3 vol. in-8 de XVI-304 pp. ; (2)-356 pp. ; (2)-365 pp. 1 feuillet blanc, demi-basane brune à coins, dos lisse (reliure de l’époque).
Édition originale. Recueil de nouvelles, de contes moraux, écrits et retrouvés par Mercier « épars dans différens anciens journaux et recueils, je les ai rassemblés aujourd’hui, sous le titre de Fictions morales ; il y en a quelques-uns que je n’ai pu recouvrer. Ce n’est pas sans une sorte de satisfaction que, jetant mes regards sur ces productions de ma jeunesse, je vois que, dans l’effervescence de l’âge, j’ai toujours su écrire d’une plume chaste.
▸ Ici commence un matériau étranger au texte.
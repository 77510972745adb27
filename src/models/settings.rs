//! Singleton settings documents
//!
//! Each document type lives under one fixed key in `settings_documents`, so
//! there is never more than one row per type. `Default` is the single source
//! of defaults: the public GET returns it before the first save, and the
//! first upsert merges the submitted fields over it.

use regex::Regex;
use serde::{de::DeserializeOwned, Deserialize, Serialize};
use serde_json::Value;
use std::sync::OnceLock;
use uuid::Uuid;

/// A settings document stored under a fixed key
pub trait SettingsDocument:
    Default + Serialize + DeserializeOwned + Clone + Send + Sync + 'static
{
    /// Primary key in `settings_documents`
    const KEY: &'static str;

    /// Field-level checks beyond what deserialization enforces
    fn validate(&self) -> Result<(), String> {
        Ok(())
    }
}

/// Apply an RFC 7396 JSON merge patch to `target`
///
/// `null` in the patch removes the key, which resets that field to its
/// default on the next read. This mirrors SQLite's `json_patch`.
pub fn merge_patch(target: &mut Value, patch: &Value) {
    let Value::Object(patch_map) = patch else {
        *target = patch.clone();
        return;
    };

    if !target.is_object() {
        *target = Value::Object(serde_json::Map::new());
    }

    if let Value::Object(target_map) = target {
        for (key, value) in patch_map {
            if value.is_null() {
                target_map.remove(key);
            } else {
                merge_patch(
                    target_map.entry(key.clone()).or_insert(Value::Null),
                    value,
                );
            }
        }
    }
}

/// Validate a partial update against the current document
///
/// The patch is merged over `current` (or the defaults) and the result must
/// deserialize into `T` and pass [`SettingsDocument::validate`].
pub fn patched<T: SettingsDocument>(
    current: Option<T>,
    patch: &serde_json::Map<String, Value>,
) -> Result<T, String> {
    let mut document = serde_json::to_value(current.unwrap_or_default())
        .map_err(|e| e.to_string())?;
    merge_patch(&mut document, &Value::Object(patch.clone()));

    let merged: T = serde_json::from_value(document).map_err(|e| e.to_string())?;
    merged.validate()?;
    Ok(merged)
}

fn color_regex() -> &'static Regex {
    static RE: OnceLock<Regex> = OnceLock::new();
    RE.get_or_init(|| {
        Regex::new(r"^#(?:[0-9a-fA-F]{3}|[0-9a-fA-F]{6}|[0-9a-fA-F]{8})$")
            .expect("static color regex")
    })
}

fn check_color(field: &str, value: &str) -> Result<(), String> {
    if color_regex().is_match(value) {
        Ok(())
    } else {
        Err(format!("{} must be a hex color like #1a2b3c, got '{}'", field, value))
    }
}

fn check_range(field: &str, value: u16, min: u16, max: u16) -> Result<(), String> {
    if (min..=max).contains(&value) {
        Ok(())
    } else {
        Err(format!("{} must be between {} and {}", field, min, max))
    }
}

/// Top navigation bar styling
#[derive(Debug, Clone, Serialize, Deserialize, PartialEq)]
#[serde(default, rename_all = "camelCase", deny_unknown_fields)]
pub struct NavbarSettings {
    pub background_color: String,
    pub text_color: String,
    pub hover_color: String,
    pub active_color: String,
    pub font_size: u16,
    pub height: u16,
    pub sticky: bool,
}

impl Default for NavbarSettings {
    fn default() -> Self {
        Self {
            background_color: "#1a1a2e".to_string(),
            text_color: "#ffffff".to_string(),
            hover_color: "#f5c518".to_string(),
            active_color: "#f5c518".to_string(),
            font_size: 14,
            height: 64,
            sticky: true,
        }
    }
}

impl SettingsDocument for NavbarSettings {
    const KEY: &'static str = "navbar";

    fn validate(&self) -> Result<(), String> {
        check_color("backgroundColor", &self.background_color)?;
        check_color("textColor", &self.text_color)?;
        check_color("hoverColor", &self.hover_color)?;
        check_color("activeColor", &self.active_color)?;
        check_range("fontSize", self.font_size, 8, 48)?;
        check_range("height", self.height, 32, 200)
    }
}

/// Mobile bottom navigation bar styling
#[derive(Debug, Clone, Serialize, Deserialize, PartialEq)]
#[serde(default, rename_all = "camelCase", deny_unknown_fields)]
pub struct BottomNavbarSettings {
    pub background_color: String,
    pub icon_color: String,
    pub active_icon_color: String,
    pub text_color: String,
    pub font_size: u16,
    pub visible: bool,
}

impl Default for BottomNavbarSettings {
    fn default() -> Self {
        Self {
            background_color: "#111827".to_string(),
            icon_color: "#9ca3af".to_string(),
            active_icon_color: "#f5c518".to_string(),
            text_color: "#ffffff".to_string(),
            font_size: 12,
            visible: true,
        }
    }
}

impl SettingsDocument for BottomNavbarSettings {
    const KEY: &'static str = "bottom_navbar";

    fn validate(&self) -> Result<(), String> {
        check_color("backgroundColor", &self.background_color)?;
        check_color("iconColor", &self.icon_color)?;
        check_color("activeIconColor", &self.active_icon_color)?;
        check_color("textColor", &self.text_color)?;
        check_range("fontSize", self.font_size, 8, 32)
    }
}

/// Site-wide color scheme and typography
#[derive(Debug, Clone, Serialize, Deserialize, PartialEq)]
#[serde(default, rename_all = "camelCase", deny_unknown_fields)]
pub struct ThemeSettings {
    pub primary_color: String,
    pub secondary_color: String,
    pub background_color: String,
    pub surface_color: String,
    pub text_color: String,
    pub accent_color: String,
    pub font_family: String,
    pub border_radius: u16,
    pub dark_mode: bool,
}

impl Default for ThemeSettings {
    fn default() -> Self {
        Self {
            primary_color: "#f5c518".to_string(),
            secondary_color: "#1a1a2e".to_string(),
            background_color: "#0f0f1a".to_string(),
            surface_color: "#1f2937".to_string(),
            text_color: "#ffffff".to_string(),
            accent_color: "#22c55e".to_string(),
            font_family: "Inter, sans-serif".to_string(),
            border_radius: 8,
            dark_mode: true,
        }
    }
}

impl SettingsDocument for ThemeSettings {
    const KEY: &'static str = "theme";

    fn validate(&self) -> Result<(), String> {
        check_color("primaryColor", &self.primary_color)?;
        check_color("secondaryColor", &self.secondary_color)?;
        check_color("backgroundColor", &self.background_color)?;
        check_color("surfaceColor", &self.surface_color)?;
        check_color("textColor", &self.text_color)?;
        check_color("accentColor", &self.accent_color)?;
        if self.font_family.trim().is_empty() {
            return Err("fontFamily must not be empty".to_string());
        }
        check_range("borderRadius", self.border_radius, 0, 64)
    }
}

/// Footer social icon with its target link
#[derive(Debug, Clone, Serialize, Deserialize, PartialEq)]
#[serde(rename_all = "camelCase")]
pub struct SocialLink {
    pub id: Uuid,
    pub image_url: String,
    pub link_url: String,
}

/// Footer text, badge images and social links
#[derive(Debug, Clone, Serialize, Deserialize, PartialEq)]
#[serde(default, rename_all = "camelCase", deny_unknown_fields)]
pub struct FooterSettings {
    pub background_color: String,
    pub text_color: String,
    pub copyright_text: String,
    pub description: String,
    pub license_image: Option<String>,
    pub gaming_license_image: Option<String>,
    pub responsible_gaming_image: Option<String>,
    pub app_download_image: Option<String>,
    pub social_links: Vec<SocialLink>,
}

impl FooterSettings {
    /// Multipart part names that carry footer images
    pub const IMAGE_FIELDS: [&'static str; 4] = [
        "licenseImage",
        "gamingLicenseImage",
        "responsibleGamingImage",
        "appDownloadImage",
    ];

    /// Multipart part names that carry footer text
    pub const TEXT_FIELDS: [&'static str; 4] =
        ["backgroundColor", "textColor", "copyrightText", "description"];

    /// Current value of an image field by its wire name
    pub fn image_field(&self, name: &str) -> Option<&str> {
        match name {
            "licenseImage" => self.license_image.as_deref(),
            "gamingLicenseImage" => self.gaming_license_image.as_deref(),
            "responsibleGamingImage" => self.responsible_gaming_image.as_deref(),
            "appDownloadImage" => self.app_download_image.as_deref(),
            _ => None,
        }
    }
}

impl Default for FooterSettings {
    fn default() -> Self {
        Self {
            background_color: "#111827".to_string(),
            text_color: "#d1d5db".to_string(),
            copyright_text: "© All rights reserved".to_string(),
            description: String::new(),
            license_image: None,
            gaming_license_image: None,
            responsible_gaming_image: None,
            app_download_image: None,
            social_links: Vec::new(),
        }
    }
}

impl SettingsDocument for FooterSettings {
    const KEY: &'static str = "footer";

    fn validate(&self) -> Result<(), String> {
        check_color("backgroundColor", &self.background_color)?;
        check_color("textColor", &self.text_color)
    }
}

/// Brand images used across the site
#[derive(Debug, Clone, Default, Serialize, Deserialize, PartialEq)]
#[serde(default, rename_all = "camelCase", deny_unknown_fields)]
pub struct LogoSettings {
    pub main_logo: Option<String>,
    pub mobile_logo: Option<String>,
    pub favicon: Option<String>,
    pub loader_logo: Option<String>,
}

impl LogoSettings {
    /// Multipart part names that carry logo images
    pub const IMAGE_FIELDS: [&'static str; 4] = ["mainLogo", "mobileLogo", "favicon", "loaderLogo"];

    /// Current value of an image field by its wire name
    pub fn image_field(&self, name: &str) -> Option<&str> {
        match name {
            "mainLogo" => self.main_logo.as_deref(),
            "mobileLogo" => self.mobile_logo.as_deref(),
            "favicon" => self.favicon.as_deref(),
            "loaderLogo" => self.loader_logo.as_deref(),
            _ => None,
        }
    }
}

impl SettingsDocument for LogoSettings {
    const KEY: &'static str = "logo";
}

#[cfg(test)]
mod tests {
    use super::*;
    use serde_json::json;

    #[test]
    fn test_merge_patch_sets_and_removes() {
        let mut doc = json!({"a": 1, "b": {"c": 2, "d": 3}, "list": [1, 2]});
        merge_patch(&mut doc, &json!({"a": 5, "b": {"d": null}, "list": [9]}));
        assert_eq!(doc, json!({"a": 5, "b": {"c": 2}, "list": [9]}));
    }

    #[test]
    fn test_merge_patch_over_defaults_keeps_unsubmitted_fields() {
        let mut doc = serde_json::to_value(ThemeSettings::default()).unwrap();
        merge_patch(&mut doc, &json!({"primaryColor": "#000000"}));
        let theme: ThemeSettings = serde_json::from_value(doc).unwrap();
        assert_eq!(theme.primary_color, "#000000");
        assert_eq!(theme.font_family, ThemeSettings::default().font_family);
    }

    #[test]
    fn test_patched_validates_merged_document() {
        let patch = json!({"fontSize": 20}).as_object().cloned().unwrap();
        let navbar: NavbarSettings = patched(None, &patch).unwrap();
        assert_eq!(navbar.font_size, 20);
        assert_eq!(navbar.background_color, NavbarSettings::default().background_color);

        let bad = json!({"fontSize": 2}).as_object().cloned().unwrap();
        assert!(patched::<NavbarSettings>(Some(navbar), &bad).is_err());

        let unknown = json!({"glow": true}).as_object().cloned().unwrap();
        assert!(patched::<ThemeSettings>(None, &unknown).is_err());
    }

    #[test]
    fn test_unknown_field_is_rejected() {
        let result = serde_json::from_value::<NavbarSettings>(json!({"bogus": 1}));
        assert!(result.is_err());
    }

    #[test]
    fn test_defaults_validate() {
        assert!(NavbarSettings::default().validate().is_ok());
        assert!(BottomNavbarSettings::default().validate().is_ok());
        assert!(ThemeSettings::default().validate().is_ok());
        assert!(FooterSettings::default().validate().is_ok());
        assert!(LogoSettings::default().validate().is_ok());
    }

    #[test]
    fn test_color_validation() {
        let theme = ThemeSettings {
            primary_color: "red".to_string(),
            ..Default::default()
        };
        let err = theme.validate().unwrap_err();
        assert!(err.contains("primaryColor"));

        let navbar = NavbarSettings {
            hover_color: "#abc".to_string(),
            active_color: "#aabbccdd".to_string(),
            ..Default::default()
        };
        assert!(navbar.validate().is_ok());
    }

    #[test]
    fn test_footer_image_field_lookup() {
        let footer = FooterSettings {
            license_image: Some("/uploads/a.png".to_string()),
            ..Default::default()
        };
        assert_eq!(footer.image_field("licenseImage"), Some("/uploads/a.png"));
        assert_eq!(footer.image_field("appDownloadImage"), None);
        assert_eq!(footer.image_field("copyrightText"), None);
    }
}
L’on retrouvera dans ces Fictions morales, les noms de Duc, de marquis, de baron, de comte, et autres termes inconstitutionnels, mais si chers encore à la vanité, à la sottise nobiliaire, c’est que ces opuscules ont été composés sous l’ancien régime, mais l’on verra qu’alors même l’auteur n’étoit pas la dupe de ces termes, ni de ceux qui les portoient ». Portrait de Mercier gravé par Sandoz d’après Bonneville. Quelques rousseurs.